**What you are asked to do**. In the entries below, find the line with "impl<P: ProviderPort> EventBridge<P>" and the line with "use async_trait::async_trait;". Return those two lines and all lines between them, exactly.

Stored data entries
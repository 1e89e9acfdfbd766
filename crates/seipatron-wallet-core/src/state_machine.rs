use crate::ports::WalletError;

#[derive(Debug, Clone, Copy, PartialEq, Eq)]
pub enum ConnectionPhase {
    Disconnected,
    Connecting,
    Connected,
}

#[derive(Debug, Clone, Copy, PartialEq, Eq)]
pub enum ConnectionAction {
    BeginConnect,
    ConnectSucceeded,
    ConnectFailed,
    Disconnect,
    AccountsCleared,
}

#[derive(Debug, Clone, PartialEq, Eq)]
pub struct PhaseTransition {
    pub from: ConnectionPhase,
    pub to: ConnectionPhase,
    pub reason: &'static str,
}

/// Legal transitions of the connection lifecycle. `Disconnect` and
/// `AccountsCleared` are accepted from any phase; everything else is
/// position-dependent. A second `BeginConnect` while already `Connecting`
/// is rejected here - the manager short-circuits it before ever calling in.
pub fn connection_transition(
    phase: ConnectionPhase,
    action: ConnectionAction,
) -> Result<(ConnectionPhase, PhaseTransition), WalletError> {
    use ConnectionAction as A;
    use ConnectionPhase as P;

    let to = match (phase, action) {
        (P::Disconnected, A::BeginConnect) => P::Connecting,
        (P::Connecting, A::ConnectSucceeded) => P::Connected,
        (P::Connecting, A::ConnectFailed) => P::Disconnected,
        (_, A::Disconnect) => P::Disconnected,
        (_, A::AccountsCleared) => P::Disconnected,
        (from, action) => {
            return Err(WalletError::Validation(format!(
                "illegal connection transition: {from:?} via {action:?}"
            )))
        }
    };
    Ok((
        to,
        PhaseTransition {
            from: phase,
            to,
            reason: action_reason(action),
        },
    ))
}

fn action_reason(action: ConnectionAction) -> &'static str {
    match action {
        ConnectionAction::BeginConnect => "connect_requested",
        ConnectionAction::ConnectSucceeded => "accounts_granted",
        ConnectionAction::ConnectFailed => "connect_failed",
        ConnectionAction::Disconnect => "explicit_disconnect",
        ConnectionAction::AccountsCleared => "accounts_cleared",
    }
}
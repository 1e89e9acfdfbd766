use alloy::primitives::Address;
use serde_json::Value;
use thiserror::Error;

/// EIP-1193 user rejected request.
pub const ERROR_USER_REJECTED: i64 = 4001;
/// EIP-3085/3326: the wallet does not know the requested chain.
pub const ERROR_UNRECOGNIZED_CHAIN: i64 = 4902;

#[derive(Debug, Error)]
pub enum WalletError {
    #[error("no injected wallet provider available")]
    ProviderUnavailable,
    #[error("user rejected the wallet request")]
    UserRejected,
    #[error("wallet rpc error {code}: {message}")]
    Rpc { code: i64, message: String },
    #[error("transport error: {0}")]
    Transport(String),
    #[error("validation error: {0}")]
    Validation(String),
}

impl WalletError {
    /// Map a wallet-reported error object onto the taxonomy. 4001 is the
    /// one code with a dedicated variant; everything else stays `Rpc`.
    pub fn from_rpc(code: i64, message: impl Into<String>) -> Self {
        if code == ERROR_USER_REJECTED {
            WalletError::UserRejected
        } else {
            WalletError::Rpc {
                code,
                message: message.into(),
            }
        }
    }

    pub fn is_unrecognized_chain(&self) -> bool {
        matches!(
            self,
            WalletError::Rpc {
                code: ERROR_UNRECOGNIZED_CHAIN,
                ..
            }
        )
    }
}

#[derive(Debug, Clone, Copy, PartialEq, Eq, Hash)]
pub enum ProviderEventKind {
    AccountsChanged,
    ChainChanged,
}

/// Handle for one listener registration; required for `off`.
#[derive(Debug, Clone, Copy, PartialEq, Eq, Hash)]
pub struct ListenerId(pub u64);

pub type EventCallback = Box<dyn Fn(&Value) + Send + Sync>;

/// Uniform interface over an injected wallet provider. The handle to the
/// underlying provider object is owned by the adapter; callers never see
/// provider-specific request semantics.
pub trait ProviderPort {
    /// True iff an injected wallet is reachable in this runtime.
    fn detect(&self) -> bool;

    /// `eth_requestAccounts` - prompts the user when no grant exists.
    fn request_accounts(&self) -> Result<Vec<Address>, WalletError>;

    /// `eth_accounts` - silent, never prompts.
    fn accounts(&self) -> Result<Vec<Address>, WalletError>;

    /// `eth_chainId`, decoded to the canonical decimal form.
    fn chain_id(&self) -> Result<u64, WalletError>;

    /// Raw request passthrough for methods without a dedicated accessor
    /// (`wallet_switchEthereumChain`, `wallet_addEthereumChain`).
    fn request(&self, method: &str, params: Value) -> Result<Value, WalletError>;

    fn on(&self, kind: ProviderEventKind, callback: EventCallback) -> ListenerId;

    fn off(&self, kind: ProviderEventKind, id: ListenerId);
}
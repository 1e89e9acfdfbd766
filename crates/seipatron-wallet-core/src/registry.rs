//! Network registry: the chains this application knows how to enforce.

use crate::domain::{ChainDescriptor, NativeCurrency};

/// Sei EVM testnet (atlantic-2), decimal form of `0x530`.
pub const SEI_TESTNET_CHAIN_ID: u64 = 1328;

pub fn sei_testnet() -> ChainDescriptor {
    ChainDescriptor {
        chain_id: SEI_TESTNET_CHAIN_ID,
        chain_name: "Sei Testnet".to_owned(),
        native_currency: NativeCurrency {
            name: "SEI".to_owned(),
            symbol: "SEI".to_owned(),
            decimals: 18,
        },
        rpc_urls: vec!["https://evm-rpc-testnet.sei-apis.com".to_owned()],
        block_explorer_urls: vec!["https://testnet.seistream.app".to_owned()],
    }
}

pub fn by_chain_id(chain_id: u64) -> Option<ChainDescriptor> {
    match chain_id {
        SEI_TESTNET_CHAIN_ID => Some(sei_testnet()),
        _ => None,
    }
}
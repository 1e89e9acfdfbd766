pub mod domain;
pub mod enforcer;
pub mod events;
pub mod manager;
pub mod ports;
pub mod registry;
pub mod state_machine;

pub use domain::{ChainDescriptor, ConnectionState, NativeCurrency};
pub use enforcer::ensure_target_chain;
pub use events::EventBridge;
pub use manager::ConnectionManager;
pub use ports::{
    EventCallback, ListenerId, ProviderEventKind, ProviderPort, WalletError,
    ERROR_UNRECOGNIZED_CHAIN, ERROR_USER_REJECTED,
};
pub use state_machine::{connection_transition, ConnectionAction, ConnectionPhase, PhaseTransition};
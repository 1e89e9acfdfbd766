//! Event bridge: feeds wallet-side `accountsChanged`/`chainChanged`
//! notifications back into the connection manager.

use std::sync::Arc;

use tracing::debug;

use crate::manager::ConnectionManager;
use crate::ports::{ListenerId, ProviderEventKind, ProviderPort};

/// Scoped subscription pair. Dropping (or explicitly disposing) the bridge
/// removes both registrations, so repeated mounts cannot leak listeners and
/// double-deliver state updates.
pub struct EventBridge<P: ProviderPort> {
    provider: Arc<P>,
    registrations: Option<[(ProviderEventKind, ListenerId); 2]>,
}

impl<P: ProviderPort + Send + Sync + 'static> EventBridge<P> {
    /// Register `accountsChanged -> reconcile_accounts` and
    /// `chainChanged -> reconcile_chain` on the manager's provider.
    pub fn attach(manager: &Arc<ConnectionManager<P>>) -> Self {
        let provider = Arc::clone(manager.provider());

        let for_accounts = Arc::clone(manager);
        let accounts_id = provider.on(
            ProviderEventKind::AccountsChanged,
            Box::new(move |payload| for_accounts.reconcile_accounts_payload(payload)),
        );

        let for_chain = Arc::clone(manager);
        let chain_id = provider.on(
            ProviderEventKind::ChainChanged,
            // The payload carries the new chain id, but reconciliation
            // re-queries the provider anyway; no need to decode it here.
            Box::new(move |_payload| for_chain.reconcile_chain()),
        );

        debug!("event bridge attached");
        Self {
            provider,
            registrations: Some([
                (ProviderEventKind::AccountsChanged, accounts_id),
                (ProviderEventKind::ChainChanged, chain_id),
            ]),
        }
    }
}

impl<P: ProviderPort> EventBridge<P> {
    /// Remove both registrations. Idempotent: a second call is a no-op.
    pub fn dispose(&mut self) {
        if let Some(registrations) = self.registrations.take() {
            for (kind, id) in registrations {
                self.provider.off(kind, id);
            }
            debug!("event bridge disposed");
        }
    }
}

impl<P: ProviderPort> Drop for EventBridge<P> {
    fn drop(&mut self) {
        self.dispose();
    }
}
use crate::StorageResult;
use async_trait::async_trait;
use chrono::{DateTime, Utc};
use continuity_scoring::ResidualRisk;
use continuity_types::{
    BiaAssessment, BusinessProcess, Campaign, CampaignId, EntityType, PolicyDocument, PolicyId,
    PolicyStatus, ProcessId, RiskAssessment, RiskAssessmentId, RiskControl, RiskControlId,
    TenantId, Workflow, WorkflowId,
};

/// Generic query window for paged reads. A zero limit means unbounded.
#[derive(Debug, Clone, Copy, Default)]
pub struct QueryWindow {
    pub limit: usize,
    pub offset: usize,
}

#[async_trait]
pub trait WorkflowStore: Send + Sync {
    /// Insert a new workflow. Fails with `AlreadyExists` if the id is taken.
    async fn insert_workflow(&self, workflow: Workflow) -> StorageResult<()>;

    async fn get_workflow(
        &self,
        tenant: &TenantId,
        id: &WorkflowId,
    ) -> StorageResult<Option<Workflow>>;

    /// Replace a workflow if its stored revision equals `expected_revision`.
    ///
    /// Returns the stored copy with its revision bumped. A stale revision
    /// yields `StaleRevision` and leaves the stored record untouched.
    async fn replace_workflow(
        &self,
        workflow: Workflow,
        expected_revision: u64,
    ) -> StorageResult<Workflow>;

    /// Workflows bound to one business entity, oldest first.
    async fn list_workflows_for_entity(
        &self,
        tenant: &TenantId,
        entity_type: EntityType,
        entity_id: &str,
    ) -> StorageResult<Vec<Workflow>>;
}

#[async_trait]
pub trait CampaignStore: Send + Sync {
    async fn insert_campaign(&self, campaign: Campaign) -> StorageResult<()>;

    async fn get_campaign(
        &self,
        tenant: &TenantId,
        id: &CampaignId,
    ) -> StorageResult<Option<Campaign>>;

    /// List campaigns newest-first.
    async fn list_campaigns(
        &self,
        tenant: &TenantId,
        window: QueryWindow,
    ) -> StorageResult<Vec<Campaign>>;

    /// Atomically move a DRAFT campaign to ACTIVE and persist its workflows.
    ///
    /// If the campaign is not DRAFT when the write lands, nothing is written
    /// and `StatusMismatch` is returned.
    async fn activate_campaign(
        &self,
        tenant: &TenantId,
        id: &CampaignId,
        workflows: Vec<Workflow>,
        launched_at: DateTime<Utc>,
    ) -> StorageResult<Campaign>;

    /// Overwrite the cached completed count.
    async fn set_completed_count(
        &self,
        tenant: &TenantId,
        id: &CampaignId,
        completed: u32,
        updated_at: DateTime<Utc>,
    ) -> StorageResult<Campaign>;
}

#[async_trait]
pub trait ProcessStore: Send + Sync {
    async fn upsert_process(&self, process: BusinessProcess) -> StorageResult<()>;

    async fn get_process(
        &self,
        tenant: &TenantId,
        id: &ProcessId,
    ) -> StorageResult<Option<BusinessProcess>>;

    /// Returns whether a record was removed.
    async fn delete_process(&self, tenant: &TenantId, id: &ProcessId) -> StorageResult<bool>;
}

#[async_trait]
pub trait BiaAssessmentStore: Send + Sync {
    /// Store the current assessment of a process within one campaign.
    ///
    /// A record already held for the same process and campaign is replaced
    /// and keeps its id. Returns the stored copy.
    async fn upsert_bia_assessment(&self, assessment: BiaAssessment)
        -> StorageResult<BiaAssessment>;

    /// Assessments filed under `campaign_id` for any of `processes`
    async fn list_bia_assessments_for_campaign(
        &self,
        tenant: &TenantId,
        campaign_id: &CampaignId,
        processes: &[ProcessId],
    ) -> StorageResult<Vec<BiaAssessment>>;
}

#[async_trait]
pub trait PolicyStore: Send + Sync {
    async fn insert_policy(&self, policy: PolicyDocument) -> StorageResult<()>;

    async fn get_policy(
        &self,
        tenant: &TenantId,
        id: &PolicyId,
    ) -> StorageResult<Option<PolicyDocument>>;

    /// Persist a policy only if the stored status is still `expected_from`.
    async fn save_policy(
        &self,
        policy: PolicyDocument,
        expected_from: PolicyStatus,
    ) -> StorageResult<()>;
}

#[async_trait]
pub trait RiskStore: Send + Sync {
    async fn insert_risk_assessment(&self, assessment: RiskAssessment) -> StorageResult<()>;

    async fn get_risk_assessment(
        &self,
        tenant: &TenantId,
        id: &RiskAssessmentId,
    ) -> StorageResult<Option<RiskAssessment>>;

    /// Overwrite the residual axes; inherent values are never touched.
    async fn update_residual(
        &self,
        tenant: &TenantId,
        id: &RiskAssessmentId,
        residual: ResidualRisk,
        updated_at: DateTime<Utc>,
    ) -> StorageResult<RiskAssessment>;

    async fn insert_control(&self, control: RiskControl) -> StorageResult<()>;

    async fn get_control(
        &self,
        tenant: &TenantId,
        id: &RiskControlId,
    ) -> StorageResult<Option<RiskControl>>;

    async fn replace_control(&self, control: RiskControl) -> StorageResult<()>;

    /// Remove a control, returning it if it existed.
    async fn delete_control(
        &self,
        tenant: &TenantId,
        id: &RiskControlId,
    ) -> StorageResult<Option<RiskControl>>;

    /// Controls attached to one assessment, oldest first.
    async fn list_controls(
        &self,
        tenant: &TenantId,
        assessment: &RiskAssessmentId,
    ) -> StorageResult<Vec<RiskControl>>;
}

/// Unified storage bundle used by the engines.
pub trait ContinuityStorage:
    WorkflowStore
    + CampaignStore
    + ProcessStore
    + BiaAssessmentStore
    + PolicyStore
    + RiskStore
    + Send
    + Sync
{
}

impl<T> ContinuityStorage for T where
    T: WorkflowStore
        + CampaignStore
        + ProcessStore
        + BiaAssessmentStore
        + PolicyStore
        + RiskStore
        + Send
        + Sync
{
}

**Exercise solution**.
impl<P: ProviderPort> EventBridge<P> {
    /// Remove both registrations. Idempotent: a second call is a no-op.
    pub fn dispose(&mut self) {
        if let Some(registrations) = self.registrations.take() {
            for (kind, id) in registrations {
                self.provider.off(kind, id);
            }
            debug!("event bridge disposed");
        }
    }
}

impl<P: ProviderPort> Drop for EventBridge<P> {
    fn drop(&mut self) {
        self.dispose();
    }
}
use crate::StorageResult;
use async_trait::async_trait;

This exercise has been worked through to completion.